Google’s vision for the future of gaming is officially called Stadia – a game streaming service that will allow gamers to play high-end AAA games (including the soon-to-launch Doom Eternal) across devices over the cloud. The global search engine giant announced Stadia at its first-ever Game Developers Conference (GDC) keynote event in San Francisco on Tuesday with CEO Sundar Pichai himself taking center-stage to kickstart the proceedings.
Google is promising console-quality gaming (4K at 60fps at launch, and 8K 120fps later) sans an actual console - Google is really touting Stadia as a gaming platform for everyone and with it the company is joining the likes of Microsoft, Nvidia and Sony to end the reliance on hardware upgrades and stream high-quality games whenever, wherever. Stadia will be launching in 2019 (an exact launch window hasn’t been announced) in the US, Canada, UK and Europe to begin with.
Stadia is in fact the prime-time or consumer-ready version of Project Stream that made its debut in October last year alongside the global release of Ubisoft's Assassin's Creed Odyssey – but it was a beta release intended to test the waters before a final rollout.

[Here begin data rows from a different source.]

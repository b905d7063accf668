//! Memory-Mapped I/O for the HD-Audio controller
//!
//! [`Mapper`] maps a BAR resource into the process. At most one mapping per
//! physical region is live at a time, across every `Mapper` in the process.
//! Every register access goes through a bounds-checked [`MmioView`]; nothing
//! hands out raw pointers.

// MMIO registers are naturally aligned by hardware, offsets are checked below
#![allow(clippy::cast_ptr_alignment)]

use crate::bus::{PciBus, PciDeviceHandle};
use crate::error::{MapError, RegisterError};
use crate::region::AddressRegion;
use hda_chip::bar::Region;
use rustix::mm::{mmap, munmap, MapFlags, ProtFlags};
use std::collections::HashSet;
use std::fs::File;
use std::marker::PhantomData;
use std::ptr::NonNull;
use std::sync::{Mutex, OnceLock, PoisonError};

const WORD: usize = std::mem::size_of::<u32>();

/// Physical bases with a live mapping, shared by every [`Mapper`]
fn live_mappings() -> &'static Mutex<HashSet<u64>> {
    static LIVE: OnceLock<Mutex<HashSet<u64>>> = OnceLock::new();
    LIVE.get_or_init(|| Mutex::new(HashSet::new()))
}

/// Creates mappings of BAR regions
#[derive(Debug, Default)]
pub struct Mapper {
    _private: (),
}

impl Mapper {
    /// Create a mapper
    #[must_use]
    pub fn new() -> Self {
        Self::default()
    }

    /// Whether a mapping of the region at `base` is currently live
    #[must_use]
    pub fn is_mapped(&self, base: u64) -> bool {
        live_mappings()
            .lock()
            .unwrap_or_else(PoisonError::into_inner)
            .contains(&base)
    }

    /// Map `region` of `device` read/write into the process.
    ///
    /// The mapping covers the device's own BAR resource; `region` supplies
    /// the size and must agree with the device's region table on the base.
    ///
    /// # Errors
    ///
    /// - `MapError::AlreadyMapped` if a mapping of the same base is live,
    ///   whichever `Mapper` created it
    /// - `MapError::BaseMismatch` if `region` and the device disagree
    /// - `MapError::PermissionDenied` if the resource cannot be opened or
    ///   mapped for lack of privilege
    /// - `MapError::Failed` for anything else
    pub fn map_region<B: PciBus + ?Sized>(
        &self,
        bus: &B,
        device: &PciDeviceHandle,
        region: &AddressRegion,
    ) -> Result<MappedRegion, MapError> {
        let bar = region.region.resource();
        let target = format!("{} BAR{bar} of {}", region.region.name(), device.address());

        let entry = device.resource(bar).ok_or_else(|| {
            MapError::failed(format!("{target}: no region table entry (probe failed?)"))
        })?;

        if entry.start != region.base_physical_address {
            return Err(MapError::BaseMismatch {
                described: region.base_physical_address,
                device: entry.start,
            });
        }

        if entry.size < region.size_bytes {
            return Err(MapError::failed(format!(
                "{target}: BAR is {:#x} bytes, {:#x} requested",
                entry.size, region.size_bytes
            )));
        }

        let size = usize::try_from(region.size_bytes)
            .map_err(|_| MapError::failed(format!("{target}: size does not fit in usize")))?;
        if size == 0 {
            return Err(MapError::failed(format!("{target}: zero-sized region")));
        }

        // Released on every early return below
        let claim = Claim::acquire(entry.start)?;

        let file = bus
            .open_resource(device, bar)
            .map_err(|e| MapError::from_io(target.clone(), &e))?;

        let available = file
            .metadata()
            .map_err(|e| MapError::failed(format!("{target}: cannot stat resource: {e}")))?
            .len();
        if available < region.size_bytes {
            return Err(MapError::failed(format!(
                "{target}: resource is {available:#x} bytes, {:#x} requested",
                region.size_bytes
            )));
        }

        // SAFETY: mmap of a BAR resource file.
        // Invariants: (1) file is open read/write for the lifetime of the mapping
        // (stored in MappedRegion); (2) size is non-zero and no larger than the
        // resource; (3) offset 0 is the start of the BAR; (4) the pointer is only
        // dereferenced through MmioView with bounds checks; (5) unmapped in Drop.
        let addr = unsafe {
            mmap(
                std::ptr::null_mut(),
                size,
                ProtFlags::READ | ProtFlags::WRITE,
                MapFlags::SHARED,
                &file,
                0,
            )
        }
        .map_err(|e| MapError::from_io(target.clone(), &e.into()))?;

        let ptr = NonNull::new(addr.cast::<u8>())
            .ok_or_else(|| MapError::failed(format!("{target}: mmap returned null")))?;

        tracing::info!(
            "Mapped {target} (phys {:#x}) at {ptr:p}, size {size:#x}",
            entry.start
        );

        Ok(MappedRegion {
            ptr,
            size,
            base: entry.start,
            region: region.region,
            _file: file,
            _claim: claim,
        })
    }
}

/// Registry entry for one live mapping, removed on drop
#[derive(Debug)]
struct Claim {
    base: u64,
}

impl Claim {
    fn acquire(base: u64) -> Result<Self, MapError> {
        let inserted = live_mappings()
            .lock()
            .unwrap_or_else(PoisonError::into_inner)
            .insert(base);
        if !inserted {
            return Err(MapError::AlreadyMapped { base });
        }
        Ok(Self { base })
    }
}

impl Drop for Claim {
    fn drop(&mut self) {
        live_mappings()
            .lock()
            .unwrap_or_else(PoisonError::into_inner)
            .remove(&self.base);
    }
}

/// A live mapping of one BAR region
pub struct MappedRegion {
    ptr: NonNull<u8>,
    size: usize,
    base: u64,
    region: Region,
    _file: File,
    _claim: Claim,
}

impl std::fmt::Debug for MappedRegion {
    fn fmt(&self, f: &mut std::fmt::Formatter<'_>) -> std::fmt::Result {
        f.debug_struct("MappedRegion")
            .field("ptr", &format_args!("{:p}", self.ptr))
            .field("size", &self.size)
            .field("base", &format_args!("{:#x}", self.base))
            .field("region", &self.region)
            .finish()
    }
}

impl MappedRegion {
    /// Bounds-checked view over the mapping
    #[must_use]
    pub fn view(&self) -> MmioView<'_> {
        MmioView {
            base: self.ptr,
            len: self.size,
            _mapping: PhantomData,
        }
    }

    /// Read the 32-bit register at `offset`
    ///
    /// # Errors
    ///
    /// Returns `RegisterError` if `offset + 4` exceeds the mapping or
    /// `offset` is not 4-byte aligned. No memory is touched in that case.
    pub fn read_u32(&self, offset: u32) -> Result<u32, RegisterError> {
        self.view().read_u32(u64::from(offset))
    }

    /// Mapping size in bytes
    #[must_use]
    pub const fn size(&self) -> usize {
        self.size
    }

    /// Physical base address of the mapped region
    #[must_use]
    pub const fn base(&self) -> u64 {
        self.base
    }

    /// Which region is mapped
    #[must_use]
    pub const fn region(&self) -> Region {
        self.region
    }
}

impl Drop for MappedRegion {
    fn drop(&mut self) {
        // SAFETY: munmap of the mapping created in Mapper::map_region.
        // Invariants: (1) ptr/size are exactly what mmap returned/was given;
        // (2) Drop runs at most once; (3) every MmioView borrows self, so none
        // outlives this call.
        unsafe {
            if let Err(e) = munmap(self.ptr.as_ptr().cast(), self.size) {
                tracing::error!("munmap failed during drop: {e}");
            }
        }
        tracing::debug!("Unmapped {} region at {:#x}", self.region.name(), self.base);
    }
}

/// Bounds-checked window over mapped device memory
#[derive(Debug, Clone, Copy)]
pub struct MmioView<'a> {
    base: NonNull<u8>,
    len: usize,
    _mapping: PhantomData<&'a MappedRegion>,
}

impl MmioView<'_> {
    /// Length of the window in bytes
    #[must_use]
    pub const fn len(&self) -> usize {
        self.len
    }

    /// Whether the window is empty
    #[must_use]
    pub const fn is_empty(&self) -> bool {
        self.len == 0
    }

    fn check(&self, offset: u64, width: usize) -> Result<usize, RegisterError> {
        let out_of_range = RegisterError::OutOfRange {
            offset,
            width,
            limit: self.len,
        };
        let start = usize::try_from(offset).map_err(|_| out_of_range.clone())?;
        match start.checked_add(width) {
            Some(end) if end <= self.len => {}
            _ => return Err(out_of_range),
        }
        if start % width != 0 {
            return Err(RegisterError::Misaligned { offset, width });
        }
        Ok(start)
    }

    /// Single volatile 32-bit load at `offset`
    ///
    /// # Errors
    ///
    /// Returns `RegisterError::OutOfRange` if `offset + 4` exceeds the window,
    /// `RegisterError::Misaligned` if `offset` is not 4-byte aligned.
    pub fn read_u32(&self, offset: u64) -> Result<u32, RegisterError> {
        let start = self.check(offset, WORD)?;

        // SAFETY: Volatile read from mapped device memory.
        // Invariants: (1) start + 4 <= len, checked above; (2) base is valid for
        // len bytes while the borrowed MappedRegion lives; (3) start is 4-byte
        // aligned and base is page aligned; (4) volatile so the load is neither
        // elided nor merged.
        let value = unsafe { self.base.as_ptr().add(start).cast::<u32>().read_volatile() };

        tracing::trace!("Read u32 @ {offset:#x} = {value:#x}");
        Ok(value)
    }

    /// Copy the whole window out with 32-bit volatile loads.
    ///
    /// The result is the byte image of the window in memory order.
    #[must_use]
    pub fn snapshot(&self) -> Vec<u8> {
        let words = self.len / WORD;
        let mut image: Vec<u32> = Vec::with_capacity(words);

        for i in 0..words {
            // SAFETY: i * 4 + 4 <= len; aligned as in read_u32.
            image.push(unsafe { self.base.as_ptr().add(i * WORD).cast::<u32>().read_volatile() });
        }

        let mut bytes = bytemuck::cast_slice::<u32, u8>(&image).to_vec();
        for i in words * WORD..self.len {
            // SAFETY: i < len.
            bytes.push(unsafe { self.base.as_ptr().add(i).read_volatile() });
        }
        bytes
    }
}

#[cfg(test)]
impl<'a> MmioView<'a> {
    /// View over ordinary memory, for exercising the bounds checks
    fn over(words: &'a mut [u32]) -> Self {
        Self {
            base: NonNull::from(&mut words[0]).cast(),
            len: words.len() * WORD,
            _mapping: PhantomData,
        }
    }
}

Google allowed select testers to stream Assassin's Creed Odyssey to a browser (Chrome, to be precise) on a laptop or a desktop PC going so far as to claim "near-instant interaction between the game controller with no graphic degradation" while playing the game in a tab.
Stadia only takes things further – to an all new level if you may. Since Stadia is a platform designed for instant access of play over the cloud, there will be multiple ways to access it – one being YouTube. Google says gamers will be able to launch AAA titles from within channels like YouTube in just 5 seconds (without any downloads and installs) and play them across devices (phones, tablets, PCs, TVs) at full 60fps. And it will be possible to move gameplay from one device to another, all in real time.
Although gamers will be able to use any controller, Google is also launching a dedicated Wi-Fi based Stadia controller to tag along its service – needless to say, it comes with a dedicated Google Assistant button.
Speaking of technicalities, Stadia will of course leverage Google’s massive infrastructure of data centers – that will in turn be powered by a custom AMD chip capable of churning out 10.7 GPU teraflops (for some perspective, the most powerful gaming console in the world, the Xbox One X maxes out at 6 teraflops).
It would seem Google is really looking to end the dependence on annual hardware upgrades (and allowing gamers to play demanding titles anywhere on any device including laptop, PC or mobile), touting streaming as the future of gaming. With improvements in broadband speeds in recent years, it’s a lot easier to fix or at least curb issues of lag and latency now – making game streaming a reality rather than a distant hope.
But then, no gaming platform can succeed without an exhaustive catalogue of games – which is possibly why Google is also launching the Stadia Games and Entertainment studio to develop first-party Stadia games.